Thursday, April 26, 2012

Acrylic paintings

 Acrylics are extremely versatile, fast-drying paints, and can be used straight from the tube like oils or thinned with water or a medium and used like watercolors. And a lot in-between.

Fabric Painting

 About Fabric Painting-

Fabric painting is an excellent way to spruce up an old household item or garment without having to replace it with a new one. All you need are fabric paints and a few good ideas to add personality to anything from old tennis shoes to lampshades. Although it helps to have some artistic abilities, you don't have to be an accomplished artist to paint on fabric. By learning a few basic strokes, you can transform your wardrobe or fabric furnishings as well as make creative gifts.

Best Fabrics for Painting-Fabrics should be a natural fiber or natural blend. For best results, paint on washable 100 percent cotton fabric. However, rayons and silks will also work. Textured or colored fabrics might produce variations in colors, while white or cream-colored fabrics can somewhat dull paints. To be sure of the effect on a particular textile, first test your paint on scrap fabric.

Fabric Paints-The various fabric paints available can easily overwhelm a novice. Fabric paints range from translucent, opaque and acrylic paints to those made exclusively for textiles. Acrylics, which come in tubes, jars and bottles, can be mixed with other paints for creating new colors. You can also dilute them with water or acrylic mediums. When applied directly to the fabric, they dry stiff, so it's better to mix with some type of medium for softer finishes.

Brushes-Choose brushes based on the desired effects you plan to create. For example, flat shaders have a chiseled edge, making them suitable for making clean edges and in making the "S" stroke for painting leaves. They're also ideal for filling in large areas. Liner brushes are used for making stems, scrolls, tendrils and other flowing lines. Scrubbers have tapered round bristles that work well for stippling effects or blending colors.

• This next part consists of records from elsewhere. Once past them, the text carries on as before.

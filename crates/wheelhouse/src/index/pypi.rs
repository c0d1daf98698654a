use std::time::Duration;

use bytes::Bytes;
use chrono::{DateTime, Utc};
use futures::Stream;
use indexmap::IndexMap;
use itertools::Itertools;
use miette::Diagnostic;
use pep440_rs::{Version, VersionSpecifiers};
use reqwest::StatusCode;
use reqwest_middleware::ClientWithMiddleware;
use serde::Deserialize;
use thiserror::Error;
use url::Url;

use crate::types::NormalizedPackageName;

/// The default release-manifest endpoint. A package's releases live at
/// `<base>/<name>/json`.
pub const DEFAULT_INDEX_URL: &str = "https://pypi.org/pypi/";

/// Small metadata requests (release manifests, PEP 658 metadata).
const INDEX_TIMEOUT: Duration = Duration::from_secs(30);
/// Full wheel bodies.
const WHEEL_TIMEOUT: Duration = Duration::from_secs(120);

/// One wheel file published for a release.
#[derive(Debug, Clone, PartialEq, Eq)]
pub struct WheelInfo {
    /// The wheel filename.
    pub filename: String,
    /// Download URL.
    pub url: Url,
    /// The `requires_python` specifier published alongside the file.
    pub python_requires: Option<String>,
    /// Upstream SHA-256 of the file, lowercase hex (may be empty when the
    /// index did not publish one).
    pub sha256: String,
    /// File size in bytes.
    pub size: u64,
}

/// A published release of a package, wheels only.
#[derive(Debug, Clone)]
pub struct PyPiRelease {
    /// The release version.
    pub version: Version,
    /// Upload time of the first wheel file that carried one.
    pub upload_time: Option<DateTime<Utc>>,
    /// The wheel files of this release.
    pub wheels: Vec<WheelInfo>,
    /// True when any wheel file of the release is yanked.
    pub yanked: bool,
}

impl PyPiRelease {
    /// Selects the wheel to convert: a pure wheel when one exists, otherwise
    /// the first file listed.
    pub fn best_wheel(&self) -> Option<&WheelInfo> {
        self.wheels
            .iter()
            .find(|wheel| {
                wheel.filename.contains("py3-none-any")
                    || wheel.filename.contains("py2.py3-none-any")
            })
            .or_else(|| self.wheels.first())
    }
}

/// Errors from the upstream index.
#[derive(Debug, Error, Diagnostic)]
#[allow(missing_docs)]
pub enum PyPiError {
    #[error("package '{0}' not found on the index")]
    NotFound(String),

    #[error("unexpected status {status} fetching {url}")]
    Status { status: StatusCode, url: Url },

    #[error(transparent)]
    Middleware(#[from] reqwest_middleware::Error),

    #[error(transparent)]
    Http(#[from] reqwest::Error),

    #[error("invalid url: {0}")]
    InvalidUrl(#[from] url::ParseError),
}

/// Client for the upstream package index.
///
/// The HTTP client is shared and pooled; an HTTP cache, when wanted, is
/// attached as a middleware on the [`ClientWithMiddleware`] — this type only
/// assumes conditional-GET-capable transport.
#[derive(Clone)]
pub struct PyPiClient {
    client: ClientWithMiddleware,
    index_url: Url,
}

impl PyPiClient {
    /// Creates a client against a custom index base URL.
    pub fn new(client: ClientWithMiddleware, index_url: Url) -> Self {
        Self { client, index_url }
    }

    /// Creates a client against the default upstream index.
    pub fn pypi(client: ClientWithMiddleware) -> Self {
        Self::new(
            client,
            Url::parse(DEFAULT_INDEX_URL).expect("the default index url is valid"),
        )
    }

    /// Fetches every release of a package, newest first. Releases without
    /// wheels are dropped; versions that do not parse are skipped with a
    /// warning.
    pub async fn get_package_releases(
        &self,
        package: &NormalizedPackageName,
    ) -> Result<Vec<PyPiRelease>, PyPiError> {
        let url = self.index_url.join(&format!("{package}/json"))?;
        let response = self
            .client
            .get(url.clone())
            .timeout(INDEX_TIMEOUT)
            .send()
            .await?;
        if response.status() == StatusCode::NOT_FOUND {
            return Err(PyPiError::NotFound(package.to_string()));
        }
        if !response.status().is_success() {
            return Err(PyPiError::Status {
                status: response.status(),
                url,
            });
        }
        let body: ProjectResponse = response.json().await?;
        Ok(releases_from_response(package, body))
    }

    /// Fetches releases matching a version constraint, newest first. A `None`
    /// constraint means "any version".
    pub async fn get_matching_releases(
        &self,
        package: &NormalizedPackageName,
        constraint: Option<&VersionSpecifiers>,
        max_versions: Option<usize>,
        include_yanked: bool,
    ) -> Result<Vec<PyPiRelease>, PyPiError> {
        let releases = self.get_package_releases(package).await?;
        let mut matching = Vec::new();
        for release in releases {
            if release.yanked && !include_yanked {
                continue;
            }
            if let Some(constraint) = constraint {
                if !constraint.contains(&release.version) {
                    continue;
                }
            }
            matching.push(release);
            if max_versions.is_some_and(|max| matching.len() >= max) {
                break;
            }
        }
        Ok(matching)
    }

    /// Fetches the pre-published METADATA of a wheel (PEP 658/714: the index
    /// serves it at `<wheel_url>.metadata`). Returns `None` when the index
    /// has not published it.
    pub async fn fetch_wheel_metadata(
        &self,
        wheel_url: &Url,
    ) -> Result<Option<Vec<u8>>, PyPiError> {
        let metadata_url = Url::parse(&format!("{wheel_url}.metadata"))?;
        let response = self
            .client
            .get(metadata_url.clone())
            .timeout(INDEX_TIMEOUT)
            .send()
            .await?;
        if response.status() == StatusCode::NOT_FOUND {
            return Ok(None);
        }
        if !response.status().is_success() {
            return Err(PyPiError::Status {
                status: response.status(),
                url: metadata_url,
            });
        }
        Ok(Some(response.bytes().await?.to_vec()))
    }

    /// Opens a streaming download of a wheel body.
    pub async fn stream_wheel(
        &self,
        url: Url,
    ) -> Result<impl Stream<Item = reqwest::Result<Bytes>>, PyPiError> {
        let response = self
            .client
            .get(url.clone())
            .timeout(WHEEL_TIMEOUT)
            .send()
            .await?;
        if !response.status().is_success() {
            return Err(PyPiError::Status {
                status: response.status(),
                url,
            });
        }
        Ok(response.bytes_stream())
    }
}

#[derive(Debug, Deserialize)]
struct ProjectResponse {
    #[serde(default)]
    releases: IndexMap<String, Vec<ReleaseFile>>,
}

#[derive(Debug, Deserialize)]
struct ReleaseFile {
    filename: String,
    url: Url,
    #[serde(default)]
    requires_python: Option<String>,
    #[serde(default)]
    digests: Digests,
    #[serde(default)]
    size: u64,
    #[serde(default)]
    upload_time_iso_8601: Option<DateTime<Utc>>,
    #[serde(default)]
    yanked: bool,
}

#[derive(Debug, Default, Deserialize)]
struct Digests {
    #[serde(default)]
    sha256: String,
}

fn releases_from_response(
    package: &NormalizedPackageName,
    response: ProjectResponse,
) -> Vec<PyPiRelease> {
    let mut invalid_versions = Vec::new();
    let mut releases: Vec<(Version, Vec<ReleaseFile>)> = Vec::new();
    for (version, files) in response.releases {
        match version.parse::<Version>() {
            Ok(parsed) => releases.push((parsed, files)),
            Err(_) => invalid_versions.push(version),
        }
    }
    if !invalid_versions.is_empty() {
        tracing::warn!(
            "skipping {} invalid version(s) for {}: {}",
            invalid_versions.len(),
            package,
            invalid_versions.iter().take(3).join(", ")
        );
    }
    releases.sort_by(|(a, _), (b, _)| b.cmp(a));

    releases
        .into_iter()
        .filter_map(|(version, files)| {
            let mut wheels = Vec::new();
            let mut upload_time = None;
            let mut yanked = false;
            for file in files {
                if !file.filename.ends_with(".whl") {
                    continue;
                }
                if upload_time.is_none() {
                    upload_time = file.upload_time_iso_8601;
                }
                yanked |= file.yanked;
                wheels.push(WheelInfo {
                    filename: file.filename,
                    url: file.url,
                    python_requires: file.requires_python,
                    sha256: file.digests.sha256,
                    size: file.size,
                });
            }
            if wheels.is_empty() {
                return None;
            }
            Some(PyPiRelease {
                version,
                upload_time,
                wheels,
                yanked,
            })
        })
        .collect()
}

#[cfg(test)]
mod test {
    use super::*;
    use std::str::FromStr;

    const RESPONSE: &str = r#"{
        "releases": {
            "2.0.0": [
                {
                    "filename": "sample_package-2.0.0-py3-none-any.whl",
                    "url": "https://files.example/sample_package-2.0.0-py3-none-any.whl",
                    "requires_python": ">=3.10",
                    "digests": {"sha256": "abc123"},
                    "size": 1234,
                    "upload_time_iso_8601": "2024-01-15T12:00:00.000000Z"
                },
                {
                    "filename": "sample_package-2.0.0.tar.gz",
                    "url": "https://files.example/sample_package-2.0.0.tar.gz"
                }
            ],
            "1.0.0": [
                {
                    "filename": "sample_package-1.0.0-py3-none-any.whl",
                    "url": "https://files.example/sample_package-1.0.0-py3-none-any.whl",
                    "yanked": true
                }
            ],
            "0.9.0": [
                {
                    "filename": "sample_package-0.9.0.tar.gz",
                    "url": "https://files.example/sample_package-0.9.0.tar.gz"
                }
            ],
            "not-a-version": [
                {
                    "filename": "sample_package-junk-py3-none-any.whl",
                    "url": "https://files.example/junk.whl"
                }
            ]
        }
    }"#;

    fn parsed_releases() -> Vec<PyPiRelease> {
        let response: ProjectResponse = serde_json::from_str(RESPONSE).unwrap();
        let name = NormalizedPackageName::from_str("sample-package").unwrap();
        releases_from_response(&name, response)
    }

    #[test]
    fn test_releases_are_sorted_and_filtered() {
        let releases = parsed_releases();
        // 0.9.0 has no wheels, not-a-version does not parse.
        assert_eq!(releases.len(), 2);
        assert_eq!(releases[0].version.to_string(), "2.0.0");
        assert_eq!(releases[1].version.to_string(), "1.0.0");
    }

    #[test]
    fn test_non_wheel_files_are_ignored() {
        let releases = parsed_releases();
        assert_eq!(releases[0].wheels.len(), 1);
        assert_eq!(releases[0].wheels[0].sha256, "abc123");
        assert_eq!(releases[0].wheels[0].size, 1234);
        assert!(releases[0].upload_time.is_some());
    }

    #[test]
    fn test_yanked_propagates_from_files() {
        let releases = parsed_releases();
        assert!(!releases[0].yanked);
        assert!(releases[1].yanked);
    }

    #[test]
    fn test_best_wheel_prefers_pure() {
        let release = PyPiRelease {
            version: Version::from_str("1.0").unwrap(),
            upload_time: None,
            wheels: vec![
                WheelInfo {
                    filename: "pkg-1.0-cp311-cp311-manylinux_2_17_x86_64.whl".into(),
                    url: Url::parse("https://files.example/a.whl").unwrap(),
                    python_requires: None,
                    sha256: String::new(),
                    size: 0,
                },
                WheelInfo {
                    filename: "pkg-1.0-py3-none-any.whl".into(),
                    url: Url::parse("https://files.example/b.whl").unwrap(),
                    python_requires: None,
                    sha256: String::new(),
                    size: 0,
                },
            ],
            yanked: false,
        };
        assert_eq!(
            release.best_wheel().unwrap().filename,
            "pkg-1.0-py3-none-any.whl"
        );
    }

    #[test]
    fn test_best_wheel_falls_back_to_first() {
        let release = PyPiRelease {
            version: Version::from_str("1.0").unwrap(),
            upload_time: None,
            wheels: vec![WheelInfo {
                filename: "pkg-1.0-cp311-cp311-win_amd64.whl".into(),
                url: Url::parse("https://files.example/a.whl").unwrap(),
                python_requires: None,
                sha256: String::new(),
                size: 0,
            }],
            yanked: false,
        };
        assert_eq!(
            release.best_wheel().unwrap().filename,
            "pkg-1.0-cp311-cp311-win_amd64.whl"
        );
    }
}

Painting Techniques-Fabric painting techniques include reverse stamping, stamp printing, screen printing and scratching. Reverse stamping gives the look of batik fabrics and is done as a "wet" technique. One or more colors are layered onto a wet extender base. Using fingertips, gently smooth brush strokes. Stamp printing is done with stamps, either homemade or purchased. The technique involves stamping on fabrics such as unbleached cottons or calicos, which are heavier than muslin fabrics. Screen printing is a technique done on thick fabrics such as duck fabric. Scratching, which is similar to reverse stamping, involves removing painting with a stamp and is usually done on poplin fabric.

History-Fabric painting is an ancient art with printing blocks dating as far back as 3000 B.C. Painted fabrics were found in 327 B.C. in India, with the invasion of Alexander the Great. Trade routes developed, and painted Indian fabrics were traded not only throughout Asia and Egypt, but also in Africa and Europe. The Chinese were also producing block printing on fabric and sharing their stencil and resist techniques with Japan, as seen in the beautiful Japanese fabric patterning. Various other fabric painting techniques have continued to evolve throughout the world.

Warnings-When painting one-sided designs such as on T-shirts, add some newspaper sheets, cardboard or plastic inside the shirt to prevent paint from seeping to the back of the shirt. For best results, always use tightly woven fabrics, because they produce brighter results.